From an article by the Behavioural Insights Team
What if you are relying on instinct over analysis? Your gut overriding your brain. But what if your gut is systematically lying to you?
Dr Mark Egan, PhD in Behavioural Science has spent years testing exactly that question – measuring how well people’s confidence aligns with reality. Last year, he found 8 in 10 UK adults were overconfident – more sure their judgements would be correct than they actually were.
Expanding that research to 4,000 people across USA, Singapore, UAE, Nigeria & Saudi Arabia, he found that, on average, respondents answered a series of factual questions with 87% confidence but were correct only 68% of the time – a 19 percentage point difference representing major overconfidence.
Even his colleagues at BIT, a place filled with PhDs and experts in decision-making, still fall prey to overconfidence. According to almost a decade of internal data, when they say they’re 100% sure about something, they still end up being wrong 7% of the time.
Perhaps it shouldn’t be surprising that overconfidence is so pervasive, given there is now 50 years of research showing how cognitive biases can lead to distorted judgement – like how confirmation bias makes us seek information that supports existing beliefs, or how availability bias makes dramatic events like plane crashes feel more probable than they are.

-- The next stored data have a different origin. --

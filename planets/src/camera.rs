use cgmath::{InnerSpace, Matrix4, Vector3, Zero};
use log::{debug, warn};

use crate::{
    body::Body,
    constants::{
        CAMERA_SMOOTHING, FRAME_PADDING, MAX_ZOOM, MIN_FRAME_EXTENT, MIN_ZOOM,
        OUTLIER_MULTIPLIER_RANGE, ZOOM_OFFSET_RANGE,
    },
    sim::collision::CollisionReport,
    vector::Vector2,
};

/// Anything the camera can frame.
pub trait Framed {
    fn position(&self) -> Vector2;
    fn mass(&self) -> f32;
    fn radius(&self) -> f32;
}

impl Framed for Body {
    fn position(&self) -> Vector2 {
        self.position
    }

    fn mass(&self) -> f32 {
        self.mass
    }

    fn radius(&self) -> f32 {
        self.radius
    }
}

#[repr(C)]
#[derive(Debug, Copy, Clone, bytemuck::Pod, bytemuck::Zeroable)]
pub struct CameraUniform {
    pub view_proj: [[f32; 4]; 4],
}

/// 2D camera that follows the center of mass (or one body) and zooms to fit the scene.
///
/// The first [`Camera::update`] after construction or [`Camera::reset`] snaps straight to the
/// target; later updates converge exponentially at a frame-rate independent speed.
#[derive(Debug, Clone)]
pub struct Camera {
    position: Vector2,
    target: Vector2,
    zoom: f32,
    zoom_offset: f32,
    smoothing: f32,
    aspect: f32,
    outlier_multiplier: f32,
    followed: Option<usize>,
    initialized: bool,
}

impl Camera {
    pub fn new(width: f32, height: f32) -> Self {
        Self {
            position: Vector2::zero(),
            target: Vector2::zero(),
            zoom: 1.0,
            zoom_offset: 1.0,
            smoothing: CAMERA_SMOOTHING,
            aspect: aspect_ratio(width, height),
            outlier_multiplier: 3.0,
            followed: None,
            initialized: false,
        }
    }

    pub fn update<B: Framed>(&mut self, bodies: &[B], dt: f32) {
        if !dt.is_finite() || dt < 0.0 {
            warn!("ignoring camera update with dt {dt}");
            return;
        }
        if bodies.is_empty() {
            return;
        }

        let inliers = compute_inliers(bodies, self.outlier_multiplier);

        let followed = self.followed;
        match followed {
            Some(idx) if idx < bodies.len() => self.target = bodies[idx].position(),
            _ => {
                if let Some(idx) = followed {
                    debug!("followed body {idx} is gone, tracking center of mass");
                    self.followed = None;
                }
                self.target = center_of_mass(inliers.iter().map(|&i| &bodies[i]))
                    .or_else(|| center_of_mass(bodies.iter()))
                    .unwrap_or(self.target);
            }
        }

        let target_zoom = clamp_zoom(compute_optimal_zoom(bodies, &inliers) * self.zoom_offset);

        if !self.initialized {
            self.position = self.target;
            self.zoom = target_zoom;
            self.initialized = true;
            return;
        }

        let lerp = 1.0 - (-self.smoothing * dt).exp();
        self.position += (self.target - self.position) * lerp;

        let zoom_lerp = 1.0 - (-self.smoothing * 0.5 * dt).exp();
        self.zoom = clamp_zoom(self.zoom + (target_zoom - self.zoom) * zoom_lerp);
    }

    pub fn set_zoom(&mut self, zoom: f32) {
        if zoom.is_nan() {
            warn!("ignoring NaN zoom");
            return;
        }
        self.zoom = clamp_zoom(zoom);
    }

    /// Scales the user zoom multiplier applied on top of the automatic zoom.
    pub fn zoom_by(&mut self, factor: f32) {
        if !factor.is_finite() || factor <= 0.0 {
            warn!("ignoring zoom factor {factor}");
            return;
        }
        self.zoom_offset =
            (self.zoom_offset * factor).clamp(ZOOM_OFFSET_RANGE.0, ZOOM_OFFSET_RANGE.1);
    }

    /// Shifts the camera in world units. Tracking pulls it back over the following updates.
    pub fn pan(&mut self, dx: f32, dy: f32) {
        if !dx.is_finite() || !dy.is_finite() {
            warn!("ignoring pan by ({dx}, {dy})");
            return;
        }
        self.position += Vector2::new(dx, dy);
    }

    /// `None` tracks the center of mass.
    pub fn set_followed_body(&mut self, idx: Option<usize>) {
        self.followed = idx;
    }

    pub fn followed_body(&self) -> Option<usize> {
        self.followed
    }

    /// Carries the followed index over a step that merged bodies. Following an absorbed body
    /// falls back to the center of mass.
    pub fn follow_across_merges(&mut self, report: &CollisionReport) {
        if let Some(idx) = self.followed {
            self.followed = report.remap_index(idx);
            if self.followed.is_none() {
                debug!("followed body {idx} was absorbed, tracking center of mass");
            }
        }
    }

    /// Cycles center of mass -> body 0 -> ... -> body n-1 -> center of mass.
    pub fn follow_next(&mut self, n_bodies: usize) {
        self.followed = match self.followed {
            None if n_bodies > 0 => Some(0),
            Some(idx) if idx + 1 < n_bodies => Some(idx + 1),
            _ => None,
        };
    }

    /// Reverse of [`Camera::follow_next`].
    pub fn follow_previous(&mut self, n_bodies: usize) {
        self.followed = match self.followed {
            None if n_bodies > 0 => Some(n_bodies - 1),
            Some(idx) if idx > 0 && idx <= n_bodies => Some(idx - 1),
            _ => None,
        };
    }

    pub fn set_outlier_multiplier(&mut self, multiplier: f32) {
        if multiplier.is_nan() {
            return;
        }
        self.outlier_multiplier =
            multiplier.clamp(OUTLIER_MULTIPLIER_RANGE.0, OUTLIER_MULTIPLIER_RANGE.1);
    }

    pub fn outlier_multiplier(&self) -> f32 {
        self.outlier_multiplier
    }

    pub fn resize(&mut self, width: f32, height: f32) {
        self.aspect = aspect_ratio(width, height);
    }

    /// Back to an uninitialized camera tracking the center of mass at unit zoom.
    pub fn reset(&mut self) {
        self.position = Vector2::zero();
        self.target = Vector2::zero();
        self.zoom = 1.0;
        self.zoom_offset = 1.0;
        self.followed = None;
        self.initialized = false;
    }

    /// `Scale(zoom) * Translate(-position)`: the translation happens in world units.
    pub fn view_matrix(&self) -> Matrix4<f32> {
        Matrix4::from_nonuniform_scale(self.zoom, self.zoom, 1.0)
            * Matrix4::from_translation(Vector3::new(-self.position.x, -self.position.y, 0.0))
    }

    /// View matrix with the horizontal axis corrected for the viewport aspect ratio.
    pub fn view_projection_matrix(&self) -> Matrix4<f32> {
        Matrix4::from_nonuniform_scale(1.0 / self.aspect, 1.0, 1.0) * self.view_matrix()
    }

    pub fn uniform(&self) -> CameraUniform {
        CameraUniform {
            view_proj: self.view_projection_matrix().into(),
        }
    }

    pub fn position(&self) -> Vector2 {
        self.position
    }

    pub fn target(&self) -> Vector2 {
        self.target
    }

    pub fn zoom(&self) -> f32 {
        self.zoom
    }

    pub fn zoom_offset(&self) -> f32 {
        self.zoom_offset
    }

    pub fn aspect(&self) -> f32 {
        self.aspect
    }

    pub fn is_initialized(&self) -> bool {
        self.initialized
    }
}

fn aspect_ratio(width: f32, height: f32) -> f32 {
    let aspect = width / height;
    if aspect.is_finite() && aspect > 0.0 {
        aspect
    } else {
        1.0
    }
}

fn clamp_zoom(zoom: f32) -> f32 {
    if zoom.is_nan() {
        return MIN_ZOOM;
    }
    zoom.clamp(MIN_ZOOM, MAX_ZOOM)
}

/// Mass-weighted mean position, `None` without positive mass.
fn center_of_mass<'a, B: Framed + 'a>(bodies: impl Iterator<Item = &'a B>) -> Option<Vector2> {
    let mut weighted = [0.0f64; 2];
    let mut total = 0.0f64;
    for b in bodies {
        let m = b.mass() as f64;
        if m <= 0.0 {
            continue;
        }
        let p = b.position();
        weighted[0] += p.x as f64 * m;
        weighted[1] += p.y as f64 * m;
        total += m;
    }
    if total > 0.0 {
        Some(Vector2::new(
            (weighted[0] / total) as f32,
            (weighted[1] / total) as f32,
        ))
    } else {
        None
    }
}

/// Indices of bodies within `multiplier` times the median distance to the overall center of
/// mass.
pub fn compute_inliers<B: Framed>(bodies: &[B], multiplier: f32) -> Vec<usize> {
    if bodies.is_empty() {
        return Vec::new();
    }

    let com = center_of_mass(bodies.iter()).unwrap_or_else(Vector2::zero);
    let dists: Vec<f32> = bodies
        .iter()
        .map(|b| (b.position() - com).magnitude())
        .collect();

    let mut sorted = dists.clone();
    let mid = sorted.len() / 2;
    let (_, median, _) = sorted.select_nth_unstable_by(mid, |a, b| a.total_cmp(b));
    let median = if *median > 0.0 { *median } else { 1e-4 };

    let threshold = multiplier * median;
    dists
        .iter()
        .enumerate()
        .filter(|&(_, d)| *d <= threshold)
        .map(|(i, _)| i)
        .collect()
}

/// Zoom that fits the padded bounding box of `inliers` (all bodies when empty) into the
/// `[-1, 1]` viewport.
pub fn compute_optimal_zoom<B: Framed>(bodies: &[B], inliers: &[usize]) -> f32 {
    if bodies.is_empty() {
        return 1.0;
    }

    let mut min = Vector2::new(f32::MAX, f32::MAX);
    let mut max = Vector2::new(f32::MIN, f32::MIN);
    let mut extend = |b: &B| {
        let p = b.position();
        let r = b.radius();
        min.x = min.x.min(p.x - r);
        min.y = min.y.min(p.y - r);
        max.x = max.x.max(p.x + r);
        max.y = max.y.max(p.y + r);
    };
    if inliers.is_empty() {
        bodies.iter().for_each(&mut extend);
    } else {
        inliers.iter().for_each(|&i| extend(&bodies[i]));
    }

    let width = ((max.x - min.x) * FRAME_PADDING).max(MIN_FRAME_EXTENT);
    let height = ((max.y - min.y) * FRAME_PADDING).max(MIN_FRAME_EXTENT);

    clamp_zoom((2.0 / width).min(2.0 / height))
}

Bias-distorted beliefs leading to misplaced certainty.
So if overconfidence is biased judgement, what does unbiased judgement look like? It's a sweet spot where being well-calibrated means alignment between confidence and accuracy. When a well-calibrated person is sure about something, they are rarely wrong – they can actually trust their gut.
If that sounds like a low bar for good decision-making, it’s one many groups fail to clear. One study found that when doctors were 80% sure that a patient had pneumonia, this turned out to be true only 20% of the time. But when weather-forecasters predicted an 80% chance of rain, it really did rain 80% of the time.
Being well-calibrated doesn't mean you getting decisions right 100% of the time. Given your track record, the information and experience you have, it's knowing what percentage of confidence you have in your decision.
Therefore you can be well-calibrated whether you’re getting decisions right 60% or 90% of the time – what matters is that your confidence matches your track record. Some domains naturally build this skill – like weather forecasting, where thousands of predictions get rapid feedback. Others, like medical diagnosis or political strategy, offer fewer learning opportunities. Not everyone can become a forecasting superstar but everyone can master the basics of well-calibrated judgement.
Most business and political leaders operate in feedback-poor environments, even if they’d prefer not to admit it. Fortunately, smart organisations can redesign their decision-making to encourage better judgment.
This starts with leaders modelling intellectual humility. Instead of asking “Are you sure?” – which when combined with social desirability bias will nudge people towards projecting false confidence – ask “How sure are you?” This opens space for graded responses and honest conversations about uncertainty.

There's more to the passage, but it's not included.